When the light came into contact with the retina, the team observed an electrical voltage at the cornea, thanks to an electronic amplifier. The results showed the same speed as the isolated test. The team continued by varying the shape of the pulses over time.

“We always send the same energy, the same number of photons, but we change the shape of the light pulse. Sometimes the pulse is short, sometimes long, sometimes sliced, etc.,” said UNIGE researcher Geoffrey Gaulier.

Team members did not initially believe that changing the shape of the light would introduce any variation in the retina’s response — only that the number of photons captured by the eye played a role.

“But this is not the case,” Gaulier said.

With the help of computer simulations performed in the group of Ursula Röthlisberger, the team was able to gather clues as to why. The researchers observed that the eye did not react in the same way depending on the shape of the light, even though the light energy was identical.

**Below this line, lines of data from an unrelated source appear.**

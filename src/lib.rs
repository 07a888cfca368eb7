//! SealChain - a single-process proof-of-work ledger with signed transfers
//!
//! # Architecture
//!
//! The crate is organized into logical modules:
//!
//! ## Core Ledger
//! - [`blockchain`] - Blocks, the ledger aggregate, balance replay and validation
//! - [`transaction`] - Transfer types, canonical payload and signature checks
//! - [`mempool`] - Bounded pending transaction pool
//! - [`amount`] - Fixed-point amounts
//!
//! ## Consensus
//! - [`miner`] - Proof-of-work sealing
//!
//! ## Cryptography
//! - [`crypto`] - Hashing, addresses and secp256k1 key pairs
//! - [`addressbook`] - Generated address to private key registry
//!
//! ## State Management
//! - [`persistence`] - Snapshots and the JSON / SQLite / in-memory stores
//!
//! ## Configuration & Utilities
//! - [`config`] - Configuration management
//! - [`error`] - Error types
//! - [`logging`] - Tracing subscriber setup
//! - [`cli`] - CLI utilities

#![forbid(unsafe_code)]

// ============================================================================
// Core Ledger
// ============================================================================
pub mod amount;
pub mod blockchain;
pub mod mempool;
pub mod transaction;

// ============================================================================
// Consensus & Mining
// ============================================================================
pub mod miner;

// ============================================================================
// Cryptography
// ============================================================================
pub mod addressbook;
pub mod crypto;

// ============================================================================
// State Management
// ============================================================================
pub mod persistence;

// ============================================================================
// Configuration & Utilities
// ============================================================================
pub mod cli;
pub mod config;
pub mod error;
pub mod logging;

pub use amount::Amount;
pub use blockchain::{Block, Blockchain};
pub use crypto::{Address, KeyPair};
pub use error::{ChainError, Result};
pub use transaction::Transaction;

“We also discovered that the eye’s reaction differed according to the order in which the colors were varied, for example as in a temporal rainbow, even though they follow each other extremely quickly,” Wolf said. The retina believes that there is more or less light, depending on the shape of light, while the energy is similar, and therefore sends a stronger or weaker current to the brain depending on its response.

The researchers believe the discovery will lead to new research fields into vision — potentially leading to new possibilities for diagnosing or potentially treating eye weaknesses.

The research was published in Science Advances (www.doi.org/10.1126/sciadv.abe1911).